Вот так бы записать, как в голове читается! Одно слово — и целая картина, один звук — и целое понятие. {180} Столько лет пролетит, подробностей, а все помнится, ничего не забывается, как родник бьет. Проходит перед тобою кинематографическая лента, заснятая скрытой камерой прожитого времени, смотришь картины про свою жизнь и думаешь — неужели это было, неужели все это правда?! Такое, что и матери не расскажешь и в письме не напишешь, а Вам могу…

Ко мне в Москву приехала мать, я не виделся с ней год. Она с трудом выбралась, денег в доме лишних нет, их никогда у нас не было. В церковь приносили по пятаку или по три копейки, как в старину, а жизнь в рублях пошла. По пятаку да по три копейки рубль не скоро наберешь, а в Москву ехать — много их нужно.

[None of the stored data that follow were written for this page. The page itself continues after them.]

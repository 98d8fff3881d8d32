// Copyright Kani Contributors
// SPDX-License-Identifier: Apache-2.0 OR MIT

//! The JSON file `ssa-dump` reads.

use anyhow::{bail, Context, Result};
use goto_ir::goto_program::{GotoFunction, Symbol, SymbolTable};
use local_ssa::PointsToMap;
use serde::{Deserialize, Serialize};
use std::collections::BTreeMap;
use std::fs::File;
use std::io::BufReader;
use std::path::Path;
use tracing::debug;

/// One function, together with the symbols it refers to and, optionally, the objects each of
/// its pointers may point to.
#[derive(Debug, Serialize, Deserialize)]
pub struct DumpInput {
    pub symbols: Vec<Symbol>,
    pub function: GotoFunction,
    #[serde(default)]
    pub points_to: BTreeMap<String, Vec<String>>,
}

impl DumpInput {
    pub fn read(path: &Path) -> Result<DumpInput> {
        let file =
            File::open(path).with_context(|| format!("failed to open `{}`", path.display()))?;
        let input: DumpInput = serde_json::from_reader(BufReader::new(file))
            .with_context(|| format!("failed to parse `{}`", path.display()))?;
        debug!(
            symbols = input.symbols.len(),
            locations = input.function.body.len(),
            pointers = input.points_to.len(),
            "read input"
        );
        Ok(input)
    }

    pub fn symbol_table(&self) -> Result<SymbolTable> {
        let mut st = SymbolTable::new();
        for symbol in &self.symbols {
            if st.contains(symbol.name) {
                bail!("symbol `{}` is defined twice", symbol.name);
            }
            st.insert(symbol.clone());
        }
        Ok(st)
    }

    pub fn points_to(&self) -> PointsToMap {
        self.points_to
            .iter()
            .map(|(pointer, targets)| (pointer.as_str(), targets.clone()))
            .collect()
    }
}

Едет к сыну… сын у нее в Москве, соскучилась: что он там? как он там? Теперь сам знаю, у меня у самого сын: ждешь не дождешься, когда приедет, я встречаюсь с ним не через год, в неделю раз, а то и чаще, и то скучаешь, тоскуешь, те же самые вопросы задаешь: как он там? что он там? А мать целый год сына не видела. Какие только мысли не приходили ей в голову, в каких только кошмарных снах не являлся я ей по ночам, а сколько бессонных ночей в думах обо мне…

Писем-то от меня нет. Писем мне писать нельзя: а вдруг узнают? Вдруг откроется, что родители живы? Что мне тогда? Куда мне тогда? Один раз уже было такое…

Самара, ТРАМ — Театр рабочей молодежи. Я тогда убежал, скрылся. Москва большая, какого народа в ней только нет! Можно спрятаться, затеряться. Говорят, иголку в сене не найдешь. Иголку, может быть, найти трудно, а человек — он не иголка. Земля большая, а мир тесен.

В ГИТИСе это было, он тогда ЦЕТЕТИС назывался, учился я на первом курсе. Идет урок по мастерству, этюды делаем. Выхожу из класса и вижу — вдали по коридору направляется в мою сторону группа людей, и я узнаю в них артистов самарского ТРАМа, тех, от которых я убежал. Куда деваться? Куда они пойдут? А вдруг в наш класс, на мастерство актера? Я забрался в туалет и просидел до конца всех занятий.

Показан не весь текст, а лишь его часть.